Finding hard 24 puzzles with planner programming

(1+5)^5/324 = 24

Planner programming is a programming technique where you solve problems by providing a goal and actions, and letting the planner find actions that reach the goal. In a previous edition of Logic for Programmers, I demonstrated how this worked by solving the 24 puzzle with planning. For reasons discussed here I replaced that example with something more practical (orchestrating deployments), but left the code online for posterity.

Recently I saw a family member try and fail to vibe code a tool that would find all valid 24 puzzles, and realized I could adapt the puzzle solver to also be a puzzle generator. First I'll explain the puzzle rules, then the original solver, then the generator.¹ For a much longer intro to planning, see here.

The rules of 24

You're given four numbers and have to find some elementary equation (+-*/+groupings) that uses all four numbers and results in 24. Each number must be used exactly once, but do not need to be used in the starting puzzle order. Some examples:

• [6, 6, 6, 6] -> 6+6+6+6=24
• [1, 1, 6, 6] -> (6+6)*(1+1)=24
• [4, 4, 4, 5] -> 4*(5+4/4)=24

Some setups are impossible, like [1, 1, 1, 1]. Others are possible only with non-elementary operations, like [1, 5, 5, 324] (which requires exponentiation).

The solver

We will use the Picat, the only language that I know has a built-in planner module. The current state of our plan with be represented by a single list with all of the numbers.

import planner, math.
import cp.

action(S0, S1, Action, Cost) ?=>
  member(X, S0)
  , S0 := delete(S0, X) % , is `and`
  , member(Y, S0)
  , S0 := delete(S0, Y)
  , (
      A = $(X + Y) 
    ; A = $(X - Y)
    ; A = $(X * Y)
    ; A = $(X / Y), Y > 0
    )
    , S1 = S0 ++ [apply(A)]
  , Action = A
  , Cost = 1
  .

This is our "action", and it works in three steps:

1. Nondeterministically pull two different values out of the input, deleting them
2. Nondeterministically pick one of the basic operations
3. The new state is the remaining elements, appended with that operation applied to our two picks.

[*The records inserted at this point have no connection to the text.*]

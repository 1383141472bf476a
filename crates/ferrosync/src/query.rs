//! Candidate collection and ranking for both query directions.
//!
//! Forward (display) queries map a source position to output nodes;
//! backward (edit) queries map an output point to source nodes. Both
//! produce a ranked result list the scanner then cursors through. All
//! ranking is done over reachable nodes only; sheets dropped during
//! recovery never produce results.

use serde::{Deserialize, Serialize};

use crate::node::{Node, NodeId, Tree};

/// Where the result cursor stands.
#[derive(Debug, Clone, PartialEq, Eq, Default)]
pub enum QueryState {
    /// No query ran yet.
    #[default]
    Idle,
    /// A query matched; `cursor` indexes the next result to hand out.
    ResultsReady { results: Vec<NodeId>, cursor: usize },
    /// A query ran and found nothing, or all results were consumed.
    Exhausted,
}

/// Word fragments disambiguating a forward query by content.
///
/// Never a primary selection key: hints only reorder otherwise equal
/// candidates.
#[derive(Debug, Clone, Default, PartialEq, Serialize, Deserialize)]
pub struct WordHint {
    pub before: Option<String>,
    pub offset: u32,
    pub middle: String,
    pub after: Option<String>,
}

/// Offset/context strings disambiguating a backward query by content.
#[derive(Debug, Clone, Default, PartialEq, Serialize, Deserialize)]
pub struct ContextHint {
    pub offset: u32,
    pub context: String,
}

/// Reachable nodes in document order: sheets ascending by page, preorder
/// within each sheet.
fn document_order(tree: &Tree) -> Vec<NodeId> {
    let mut order = Vec::with_capacity(tree.len());
    for &sheet in tree.sheets() {
        let mut work = vec![sheet];
        while let Some(id) = work.pop() {
            order.push(id);
            // Reverse so the leftmost child pops first.
            for &child in tree.node(id).children.iter().rev() {
                work.push(child);
            }
        }
    }
    order
}

/// Case-insensitive substring probe over a node's own payload and its
/// descendants'.
fn subtree_contains(tree: &Tree, id: NodeId, needle: &str) -> bool {
    if needle.is_empty() {
        return false;
    }
    let needle = needle.to_lowercase();
    let mut work = vec![id];
    while let Some(at) = work.pop() {
        let node = tree.node(at);
        if let Some(text) = node.text.as_deref()
            && text.to_lowercase().contains(&needle)
        {
            return true;
        }
        work.extend(node.children.iter().copied());
    }
    false
}

fn matches_word_hint(tree: &Tree, id: NodeId, hint: &WordHint) -> bool {
    subtree_contains(tree, id, &hint.middle)
        || hint
            .before
            .as_deref()
            .is_some_and(|b| subtree_contains(tree, id, b))
        || hint
            .after
            .as_deref()
            .is_some_and(|a| subtree_contains(tree, id, a))
}

/// Forward query: all nodes of `tag` on `line`, ranked per the display
/// ordering (exact column first when requested, page-hint page promoted,
/// then page ascending, content hints breaking remaining ties).
pub(crate) fn display_results(
    tree: &Tree,
    tag: i32,
    line: i32,
    column: i32,
    page_hint: i32,
    hint: Option<&WordHint>,
) -> Vec<NodeId> {
    let mut candidates: Vec<(usize, NodeId)> = document_order(tree)
        .into_iter()
        .filter(|id| {
            let node = tree.node(*id);
            node.kind != crate::node::NodeKind::Sheet && node.tag == tag && node.line == line
        })
        .enumerate()
        .collect();
    let column_requested =
        column > 0 && candidates.iter().any(|(_, id)| tree.node(*id).column == Some(column));
    candidates.sort_by_key(|(index, id)| {
        let node = tree.node(*id);
        let column_miss = !(column_requested && node.column == Some(column));
        let off_hint_page = !(page_hint > 0 && node.page == page_hint);
        let hint_miss = match hint {
            Some(hint) => !matches_word_hint(tree, *id, hint),
            None => false,
        };
        (column_miss, off_hint_page, node.page, hint_miss, *index)
    });
    log::debug!(
        "display query tag {tag} line {line}: {} candidate(s)",
        candidates.len()
    );
    candidates.into_iter().map(|(_, id)| id).collect()
}

/// Normalized visible bounding box; `v` spans `[origin - depth,
/// origin + height]`, dimensions may be negative in the file.
fn bounding_box(node: &Node) -> (f32, f32, f32, f32) {
    let w = node.scale * node.width as f32;
    let ht = node.scale * node.height as f32;
    let dp = node.scale * node.depth as f32;
    let x0 = node.visible_h.min(node.visible_h + w);
    let x1 = node.visible_h.max(node.visible_h + w);
    let y0 = (node.visible_v - dp).min(node.visible_v + ht);
    let y1 = (node.visible_v - dp).max(node.visible_v + ht);
    (x0, y0, x1, y1)
}

/// Backward query: box-like nodes on `page` containing `(x, y)`, ranked
/// by geometric specificity: smallest area first, ties broken by
/// nesting depth and then by origin distance. Every containing box stays in the list.
pub(crate) fn edit_results(
    tree: &Tree,
    page: i32,
    x: f32,
    y: f32,
    hint: Option<&ContextHint>,
) -> Vec<NodeId> {
    let Some(sheet) = tree.sheet_for_page(page) else {
        return Vec::new();
    };
    let mut candidates: Vec<(usize, NodeId)> = Vec::new();
    let mut index = 0usize;
    let mut work = vec![sheet];
    while let Some(id) = work.pop() {
        let node = tree.node(id);
        for &child in node.children.iter().rev() {
            work.push(child);
        }
        if !node.kind.is_box_like() {
            continue;
        }
        index += 1;
        let (x0, y0, x1, y1) = bounding_box(node);
        if x0 <= x && x <= x1 && y0 <= y && y <= y1 {
            candidates.push((index, id));
        }
    }
    candidates.sort_by(|(ia, a), (ib, b)| {
        let rank = |index: usize, id: NodeId| {
            let node = tree.node(id);
            let (x0, y0, x1, y1) = bounding_box(node);
            let area = (x1 - x0) * (y1 - y0);
            let dh = x - node.visible_h;
            let dv = y - node.visible_v;
            let hint_miss = match hint {
                Some(hint) => !subtree_contains(tree, id, &hint.context),
                None => false,
            };
            (
                area,
                std::cmp::Reverse(node.level),
                dh * dh + dv * dv,
                hint_miss,
                index,
            )
        };
        let (area_a, level_a, dist_a, miss_a, idx_a) = rank(*ia, *a);
        let (area_b, level_b, dist_b, miss_b, idx_b) = rank(*ib, *b);
        area_a
            .total_cmp(&area_b)
            .then(level_a.cmp(&level_b))
            .then(dist_a.total_cmp(&dist_b))
            .then(miss_a.cmp(&miss_b))
            .then(idx_a.cmp(&idx_b))
    });
    log::debug!(
        "edit query page {page} ({x}, {y}): {} candidate(s)",
        candidates.len()
    );
    candidates.into_iter().map(|(_, id)| id).collect()
}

Let's walk through this with [1, 6, 1, 7]. There are four choices for X and three four Y. If the planner chooses X=6 and Y=7, A = $(6 + 7). This is an uncomputed term in the same way lisps might use quotation. We can resolve the computation with apply, as in the line S1 = S0 ++ [apply(A)].

final([N]) =>
  N =:= 24. % handle floating point

Our final goal is just a list where the only element is 24. This has to be a little floating point-sensitive to handle floating point divison, done by =:=.

main =>
  Start = [1, 5, 5, 6]
  , best_plan(Start, 4, Plan)
  , printf("%w %w%n", Start, Plan)
  .

For main, we just find the best plan with the maximum cost of 4 and print it. When run from the command line, picat automatically executes whatever is in main.

$ picat 24.pi
[1,5,5,6] [1 + 5,5 * 6,30 - 6]

I don't want to spoil any more 24 puzzles, so let's stop showing the plan:

main =>
- , printf("%w %w%n", Start, Plan)
+ , printf("%w%n", Start)

Generating puzzles

Picat provides a find_all(X, p(X)) function, which ruturns all X for which p(X) is true. In theory, we could write find_all(S, best_plan(S, 4, _). In practice, there are an infinite number of valid puzzles, so we need to bound S somewhat. We also don't want to find any redundant puzzles, such as [6, 6, 6, 4] and [4, 6, 6, 6].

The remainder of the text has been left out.